- TASK DATA

»»

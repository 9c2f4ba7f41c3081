// Streaming dashboard service - Progressive loading over chunked JSON
use crate::application::dashboard_service::{DashboardService, SectionView};
use crate::domain::layout::Layout;
use crate::domain::section::{SectionId, SectionKind, SectionStatus};
use crate::domain::theme::ThemeName;
use futures::StreamExt;
use futures::stream::FuturesUnordered;
use serde::Serialize;
use std::sync::Arc;
use std::time::Instant;
use tokio::sync::mpsc;

#[derive(Debug, Clone, PartialEq, Serialize)]
pub struct SectionSkeleton {
    pub id: SectionId,
    pub title: &'static str,
    pub subtitle: &'static str,
}

#[derive(Debug, Clone, PartialEq, Serialize)]
#[serde(tag = "type", rename_all = "snake_case")]
pub enum StreamMessage {
    Skeleton {
        theme: ThemeName,
        layout: Layout,
        sections: Vec<SectionSkeleton>,
    },
    SectionUpdate {
        section: SectionView,
    },
    Complete {
        sections: usize,
        failed: usize,
        duration_ms: i64,
        completed_at: String,
    },
}

#[derive(Clone)]
pub struct StreamingDashboardService {
    dashboard: Arc<DashboardService>,
}

impl StreamingDashboardService {
    pub fn new(dashboard: Arc<DashboardService>) -> Self {
        Self { dashboard }
    }

    /// Skeleton first, then one update per section as its fetch settles,
    /// then a completion event.
    pub async fn stream_dashboard(&self) -> mpsc::Receiver<StreamMessage> {
        let (tx, rx) = mpsc::channel(16);
        let start_time = Instant::now();

        let layout = self.dashboard.layout_view().await.layout;
        // Skeleton sections follow the on-page order.
        let sections = layout
            .section_ids()
            .filter_map(SectionKind::from_id)
            .map(|kind| SectionSkeleton {
                id: kind.id(),
                title: kind.title(),
                subtitle: kind.subtitle(),
            })
            .collect();
        let skeleton = StreamMessage::Skeleton {
            theme: self.dashboard.theme(),
            layout,
            sections,
        };
        let _ = tx.send(skeleton).await;

        let pending = self.dashboard.board().load_all().await;
        let total = pending.len();
        let dashboard = self.dashboard.clone();

        tokio::spawn(async move {
            let mut settled: FuturesUnordered<_> = pending
                .into_iter()
                .map(|(kind, settled)| async move {
                    if !settled.wait().await {
                        tracing::debug!(section = %kind.id(), "section fetch dropped");
                    }
                    kind
                })
                .collect();

            let mut failed = 0;
            while let Some(kind) = settled.next().await {
                let section = dashboard.section(kind).await;
                if matches!(section.status, SectionStatus::Failed { .. }) {
                    failed += 1;
                }
                if tx.send(StreamMessage::SectionUpdate { section }).await.is_err() {
                    tracing::debug!("stream receiver dropped");
                    return;
                }
            }

            let complete = StreamMessage::Complete {
                sections: total,
                failed,
                duration_ms: start_time.elapsed().as_millis() as i64,
                completed_at: chrono::Utc::now().to_rfc3339(),
            };
            let _ = tx.send(complete).await;
        });

        rx
    }
}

««

- ACTION ITEM
Give the records again, unchanged and complete.

- RESULT FOR THIS EXERCISE
repository 9c2f4ba7f41c3081
// Streaming dashboard service - Progressive loading over chunked JSON
use crate::application::dashboard_service::{DashboardService, SectionView};
use crate::domain::layout::Layout;
use crate::domain::section::{SectionId, SectionKind, SectionStatus};
use crate::domain::theme::ThemeName;
use futures::StreamExt;
use futures::stream::FuturesUnordered;
use serde::Serialize;
use std::sync::Arc;
use std::time::Instant;
use tokio::sync::mpsc;

#[derive(Debug, Clone, PartialEq, Serialize)]
pub struct SectionSkeleton {
    pub id: SectionId,
    pub title: &'static str,
    pub subtitle: &'static str,
}

#[derive(Debug, Clone, PartialEq, Serialize)]
#[serde(tag = "type", rename_all = "snake_case")]
pub enum StreamMessage {
    Skeleton {
        theme: ThemeName,
        layout: Layout,
        sections: Vec<SectionSkeleton>,
    },
    SectionUpdate {
        section: SectionView,
    },
    Complete {
        sections: usize,
        failed: usize,
        duration_ms: i64,
        completed_at: String,
    },
}

#[derive(Clone)]
pub struct StreamingDashboardService {
    dashboard: Arc<DashboardService>,
}

impl StreamingDashboardService {
    pub fn new(dashboard: Arc<DashboardService>) -> Self {
        Self { dashboard }
    }

    /// Skeleton first, then one update per section as its fetch settles,
    /// then a completion event.
    pub async fn stream_dashboard(&self) -> mpsc::Receiver<StreamMessage> {
        let (tx, rx) = mpsc::channel(16);
        let start_time = Instant::now();

        let layout = self.dashboard.layout_view().await.layout;
        // Skeleton sections follow the on-page order.
        let sections = layout
            .section_ids()
            .filter_map(SectionKind::from_id)
            .map(|kind| SectionSkeleton {
                id: kind.id(),
                title: kind.title(),
                subtitle: kind.subtitle(),
            })
            .collect();
        let skeleton = StreamMessage::Skeleton {
            theme: self.dashboard.theme(),
            layout,
            sections,
        };
        let _ = tx.send(skeleton).await;

        let pending = self.dashboard.board().load_all().await;
        let total = pending.len();
        let dashboard = self.dashboard.clone();

        tokio::spawn(async move {
            let mut settled: FuturesUnordered<_> = pending
                .into_iter()
                .map(|(kind, settled)| async move {
                    if !settled.wait().await {
                        tracing::debug!(section = %kind.id(), "section fetch dropped");
                    }
                    kind
                })
                .collect();

            let mut failed = 0;
            while let Some(kind) = settled.next().await {
                let section = dashboard.section(kind).await;
                if matches!(section.status, SectionStatus::Failed { .. }) {
                    failed += 1;
                }
                if tx.send(StreamMessage::SectionUpdate { section }).await.is_err() {
                    tracing::debug!("stream receiver dropped");
                    return;
                }
            }

            let complete = StreamMessage::Complete {
                sections: total,
                failed,
                duration_ms: start_time.elapsed().as_millis() as i64,
                completed_at: chrono::Utc::now().to_rfc3339(),
            };
            let _ = tx.send(complete).await;
        });

        rx
    }
}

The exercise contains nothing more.